In their initial application, the two railroads noted that BNSF’s public statements that it did not intend to pursue a merger meant that a BNSF-CSX deal was not likely to be proposed in response to the proposed transaction.
“This plainly satisfies the rule’s requirement for applicants to ‘anticipate whether future Class I mergers are likely to be proposed,’” the filing said. “Even were BNSF to change its mind—a second transcontinental merger would not diminish the public benefits of the UP/NS merger so long as that second merger was essentially end-to-end, included competition-protecting conditions, and was undertaken with careful integration planning.”
Union Pacific and Norfolk Southern filed the joint application on Dec. 19, beginning a 30-day window for the STB to evaluate the filing before accepting or denying the request. If the board denies the application, it can seek more information or propose remedies that can later be amended by the railroads.
This occurred in May 2021, when the STB initially turned down CSX’s application to acquire Pan Am, before accepting an updated filing two months later. In November that year, the board also accepted the first filing of Canadian Pacific and Kansas City Southern to merge into CPKC, even though four rivals had called for its rejection.

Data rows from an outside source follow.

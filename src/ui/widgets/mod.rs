// SPDX-License-Identifier: MPL-2.0
//! Custom widgets.

pub mod translate;

pub use translate::{translate, Translate};
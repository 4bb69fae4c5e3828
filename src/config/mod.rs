// SPDX-License-Identifier: MPL-2.0
//! This module handles the crate's configuration, loading and saving the
//! toast tuning values in a `settings.toml` file.
//!
//! # Configuration Sections
//!
//! - `[toast]` - Auto-dismiss delay, animation durations, gesture distances
//!   and layout margins
//!
//! # Path Resolution
//!
//! The config file location can be customized for testing or portable deployments:
//! 1. Use `load_from_path()`/`save_to_path()` with explicit path
//! 2. Pass an explicit directory to `load_with_override()`
//! 3. Set `ICED_TOAST_CONFIG_DIR` environment variable
//! 4. Falls back to platform-specific config directory
//!
//! # Examples
//!
//! ```no_run
//! use iced_toast::config::{self, Config};
//!
//! // Load existing configuration (returns tuple with optional warning)
//! let (mut config, _warning) = config::load();
//!
//! // Modify a setting
//! config.toast.default_duration_ms = Some(4000);
//!
//! // Save the modified configuration
//! config::save(&config).expect("Failed to save config");
//! ```

pub mod defaults;

pub use defaults::*;

use crate::error::{Error, Result};
use serde::{Deserialize, Serialize};
use std::fs;
use std::path::{Path, PathBuf};

const CONFIG_FILE: &str = "settings.toml";

/// Application name used for directory naming.
const APP_NAME: &str = "IcedToast";

/// Environment variable to override the config directory.
pub const ENV_CONFIG_DIR: &str = "ICED_TOAST_CONFIG_DIR";

// =============================================================================
// Section Structs
// =============================================================================

/// Toast timing, gesture and layout settings.
///
/// Every field is optional in the file; missing fields take the defaults from
/// [`defaults`].
#[derive(Debug, Clone, Serialize, Deserialize, PartialEq)]
pub struct ToastSection {
    /// Auto-dismiss delay used when a toast does not set its own.
    #[serde(default = "default_duration_ms", skip_serializing_if = "Option::is_none")]
    pub default_duration_ms: Option<u64>,

    /// Fade/slide-in duration.
    #[serde(default = "default_enter_ms", skip_serializing_if = "Option::is_none")]
    pub enter_duration_ms: Option<u64>,

    /// Slide-out duration after a swipe.
    #[serde(default = "default_exit_ms", skip_serializing_if = "Option::is_none")]
    pub exit_duration_ms: Option<u64>,

    /// Horizontal travel before a press becomes a drag.
    #[serde(default = "default_drag_activation", skip_serializing_if = "Option::is_none")]
    pub drag_activation_px: Option<f32>,

    /// Horizontal travel at release that dismisses the toast.
    #[serde(default = "default_dismiss_threshold", skip_serializing_if = "Option::is_none")]
    pub dismiss_threshold_px: Option<f32>,

    /// Distance a dismissed toast slides out to.
    #[serde(default = "default_exit_distance", skip_serializing_if = "Option::is_none")]
    pub exit_distance_px: Option<f32>,

    /// Distance of the top and bottom layers from the viewport edge.
    #[serde(default = "default_anchor_margin", skip_serializing_if = "Option::is_none")]
    pub anchor_margin_px: Option<f32>,

    /// Gap between stacked toasts.
    #[serde(default = "default_stack_spacing", skip_serializing_if = "Option::is_none")]
    pub stack_spacing_px: Option<f32>,
}

impl Default for ToastSection {
    fn default() -> Self {
        Self {
            default_duration_ms: default_duration_ms(),
            enter_duration_ms: default_enter_ms(),
            exit_duration_ms: default_exit_ms(),
            drag_activation_px: default_drag_activation(),
            dismiss_threshold_px: default_dismiss_threshold(),
            exit_distance_px: default_exit_distance(),
            anchor_margin_px: default_anchor_margin(),
            stack_spacing_px: default_stack_spacing(),
        }
    }
}

/// Root configuration structure.
#[derive(Debug, Clone, Default, Serialize, Deserialize, PartialEq)]
pub struct Config {
    #[serde(default)]
    pub toast: ToastSection,
}

// =============================================================================
// Default Value Functions (for serde)
// =============================================================================

fn default_duration_ms() -> Option<u64> {
    Some(DEFAULT_DURATION_MS)
}

fn default_enter_ms() -> Option<u64> {
    Some(DEFAULT_ENTER_DURATION_MS)
}

fn default_exit_ms() -> Option<u64> {
    Some(DEFAULT_EXIT_DURATION_MS)
}

fn default_drag_activation() -> Option<f32> {
    Some(DEFAULT_DRAG_ACTIVATION_PX)
}

fn default_dismiss_threshold() -> Option<f32> {
    Some(DEFAULT_DISMISS_THRESHOLD_PX)
}

fn default_exit_distance() -> Option<f32> {
    Some(DEFAULT_EXIT_DISTANCE_PX)
}

fn default_anchor_margin() -> Option<f32> {
    Some(DEFAULT_ANCHOR_MARGIN_PX)
}

fn default_stack_spacing() -> Option<f32> {
    Some(DEFAULT_STACK_SPACING_PX)
}

// =============================================================================
// Config Path Resolution
// =============================================================================

/// Returns the config directory, honoring the explicit override first, then
/// the environment variable, then the platform default.
fn get_config_dir_with_override(base_dir: Option<PathBuf>) -> Option<PathBuf> {
    if let Some(dir) = base_dir {
        return Some(dir);
    }
    if let Some(dir) = std::env::var_os(ENV_CONFIG_DIR).filter(|value| !value.is_empty()) {
        return Some(PathBuf::from(dir));
    }
    dirs::config_dir().map(|mut path| {
        path.push(APP_NAME);
        path
    })
}

/// Returns the config file path with an optional override.
fn get_config_path_with_override(base_dir: Option<PathBuf>) -> Option<PathBuf> {
    get_config_dir_with_override(base_dir).map(|mut path| {
        path.push(CONFIG_FILE);
        path
    })
}

// =============================================================================
// Load Functions
// =============================================================================

/// Loads the configuration from the default path.
///
/// Returns the config and an optional warning. A missing file is not a
/// warning; an unreadable or malformed one is, and yields defaults.
pub fn load() -> (Config, Option<String>) {
    load_with_override(None)
}

/// Loads the configuration from a custom directory.
pub fn load_with_override(base_dir: Option<PathBuf>) -> (Config, Option<String>) {
    if let Some(path) = get_config_path_with_override(base_dir) {
        if path.exists() {
            match load_from_path(&path) {
                Ok(config) => return (config, None),
                Err(err) => {
                    tracing::warn!(path = %path.display(), error = %err, "falling back to default settings");
                    return (
                        Config::default(),
                        Some(format!("failed to load {}: {err}", path.display())),
                    );
                }
            }
        }
    }
    (Config::default(), None)
}

/// Loads configuration from a specific path.
pub fn load_from_path(path: &Path) -> Result<Config> {
    let content = fs::read_to_string(path)?;
    let config: Config = toml::from_str(&content)?;
    Ok(config)
}

// =============================================================================
// Save Functions
// =============================================================================

/// Saves the configuration to the default path.
pub fn save(config: &Config) -> Result<()> {
    save_with_override(config, None)
}

/// Saves the configuration to a custom directory.
pub fn save_with_override(config: &Config, base_dir: Option<PathBuf>) -> Result<()> {
    if let Some(path) = get_config_path_with_override(base_dir) {
        return save_to_path(config, &path);
    }
    Ok(())
}

/// Saves configuration to a specific path.
pub fn save_to_path(config: &Config, path: &Path) -> Result<()> {
    if let Some(parent) = path.parent() {
        fs::create_dir_all(parent)?;
    }
    let content = toml::to_string_pretty(config).map_err(Error::from)?;
    fs::write(path, content)?;
    Ok(())
}

// =============================================================================
// Tests
// =============================================================================
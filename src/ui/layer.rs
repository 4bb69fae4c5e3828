// SPDX-License-Identifier: MPL-2.0
//! Anchored toast layers.
//!
//! Each of the three positions gets a full-bleed layer stacked over the host
//! content. Layers are plain containers, which never capture input: presses
//! and scrolls outside a toast reach whatever is underneath. Only the toast
//! cards themselves, wrapped in a `mouse_area`, capture presses for the swipe
//! gesture. Swipe and enter offsets are applied when drawing, so a moving
//! card keeps its size and never pushes its neighbours.

use crate::config::{MAX_WIDTH_RATIO, MIN_WIDTH_RATIO};
use crate::toast::{Message, ToastContent, ToastItem, ToastPosition, ToastRecord, Toaster};
use crate::ui::design_tokens::typography;
use crate::ui::styles::{self, ToastStyle};
use crate::ui::widgets::translate;
use iced::widget::{mouse_area, text, Column, Container, Space, Stack};
use iced::{alignment, font, mouse, Element, Font, Length, Padding, Size, Theme, Vector};

/// Renders the three anchored layers for every queued toast.
pub fn view(toaster: &Toaster) -> Element<'_, Message> {
    ToastPosition::ALL
        .into_iter()
        .fold(
            Stack::new().width(Length::Fill).height(Length::Fill),
            |stack, position| stack.push(layer(toaster, position)),
        )
        .into()
}

/// Renders the layer of one anchor, stacking its toasts in insertion order.
fn layer(toaster: &Toaster, position: ToastPosition) -> Element<'_, Message> {
    let settings = toaster.settings();
    let viewport = toaster.viewport();

    let toasts: Vec<Element<'_, Message>> = toaster
        .queue()
        .at(position)
        .filter_map(|record| {
            toaster
                .item(record.id())
                .map(|item| toast_card(record, item, viewport))
        })
        .collect();

    if toasts.is_empty() {
        return Space::new().into();
    }

    let column = Column::with_children(toasts)
        .spacing(settings.stack_spacing)
        .align_x(alignment::Horizontal::Center);

    let anchored = Container::new(column)
        .width(Length::Fill)
        .height(Length::Fill)
        .align_x(alignment::Horizontal::Center);

    match position {
        ToastPosition::Top => anchored
            .align_y(alignment::Vertical::Top)
            .padding(Padding::ZERO.top(settings.anchor_margin)),
        ToastPosition::Center => anchored.align_y(alignment::Vertical::Center),
        ToastPosition::Bottom => anchored
            .align_y(alignment::Vertical::Bottom)
            .padding(Padding::ZERO.bottom(settings.anchor_margin)),
    }
    .into()
}

/// Width range of a toast card for the given viewport.
fn width_limits(viewport: Size) -> (f32, f32) {
    (viewport.width * MIN_WIDTH_RATIO, viewport.width * MAX_WIDTH_RATIO)
}

/// Renders one toast card at its animated opacity and offsets.
fn toast_card<'a>(record: &'a ToastRecord, item: &ToastItem, viewport: Size) -> Element<'a, Message> {
    let style = ToastStyle::resolve(record.kind(), record.style()).faded(item.opacity());
    let (min_width, max_width) = width_limits(viewport);

    let body: Element<'a, Message> = match record.content() {
        ToastContent::Text(message) => text(message.as_str())
            .size(typography::BODY)
            .font(Font {
                weight: font::Weight::Semibold,
                ..Font::DEFAULT
            })
            .color(style.text_color)
            .align_x(alignment::Horizontal::Center)
            .into(),
        ToastContent::Rich(content) => content.build(),
    };

    // A zero-height spacer holds the card at its minimum width.
    let inner_min = (min_width - style.padding.left - style.padding.right).max(0.0);
    let body = Column::new()
        .push(body)
        .push(Space::new().width(Length::Fixed(inner_min)))
        .align_x(alignment::Horizontal::Center);

    let card = Container::new(body)
        .padding(style.padding)
        .max_width(max_width)
        .style(move |_theme: &Theme| styles::toast_container(&style));

    let interaction = if item.is_pressed() {
        mouse::Interaction::Grabbing
    } else {
        mouse::Interaction::Grab
    };
    let card = mouse_area(card)
        .on_press(Message::Pressed(record.id().clone()))
        .interaction(interaction);

    translate(card, card_offset(item)).into()
}

/// Draw offset of a card: the item's horizontal swipe and vertical enter
/// offsets.
fn card_offset(item: &ToastItem) -> Vector {
    Vector::new(item.offset_x(), item.offset_y())
}

#[cfg(test)]
mod tests {
    use super::*;
    use crate::toast::{Settings, ToastConfig};

    #[test]
    fn width_limits_follow_viewport() {
        let (min, max) = width_limits(Size::new(1000.0, 800.0));
        assert!((min - 600.0).abs() < 0.01);
        assert!((max - 900.0).abs() < 0.01);
    }

    #[test]
    fn view_builds_for_every_position() {
        let mut toaster = Toaster::new(Settings::default());
        toaster.show_toast(ToastConfig::info("top").position(ToastPosition::Top));
        toaster.show_toast(ToastConfig::success("center").position(ToastPosition::Center));
        toaster.show_toast(ToastConfig::error("bottom"));
        toaster.show_toast(ToastConfig::new(ToastContent::rich(|| text("rich").into())));

        // Building the element tree must not panic.
        let _element = view(&toaster);
    }

    #[test]
    fn card_offset_follows_the_item() {
        let start = std::time::Instant::now();
        let mut item = ToastItem::new(Settings::default(), start);
        assert_eq!(card_offset(&item), Vector::new(0.0, 30.0));

        item.tick(start + std::time::Duration::from_millis(250));
        assert!(item.press(100.0));
        item.move_to(250.0);
        assert_eq!(card_offset(&item), Vector::new(item.offset_x(), 0.0));
        assert_eq!(card_offset(&item).x, 150.0);
    }

    #[test]
    fn empty_toaster_renders() {
        let toaster = Toaster::default();
        let _element = view(&toaster);
    }
}
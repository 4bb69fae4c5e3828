// SPDX-License-Identifier: MPL-2.0
//! Top-level messages and runtime flags for the demo application.

use super::home;
use crate::toast;

/// Top-level messages consumed by `App::update`. The variants forward
/// lower-level component messages while keeping a single update entrypoint.
#[derive(Debug, Clone)]
pub enum Message {
    Home(home::Message),
    Toast(toast::Message),
}

/// Runtime flags passed from the command line.
#[derive(Debug, Default)]
pub struct Flags {
    /// Optional config directory override (`--config-dir`).
    pub config_dir: Option<String>,
}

With these examples in mind, the deal itself isn’t hanging in the balance based on the application. But it will determine when a formal review begins. That review would likely last more than 12 months and is expected to extend into 2027.
If the STB accepts the application as is, the board will open a 45-day window for public comments and a 90-day window for responsive applications. Responsive applications are designed for other parties to propose alternative transactions or remedies to the deal that would better serve the public interest.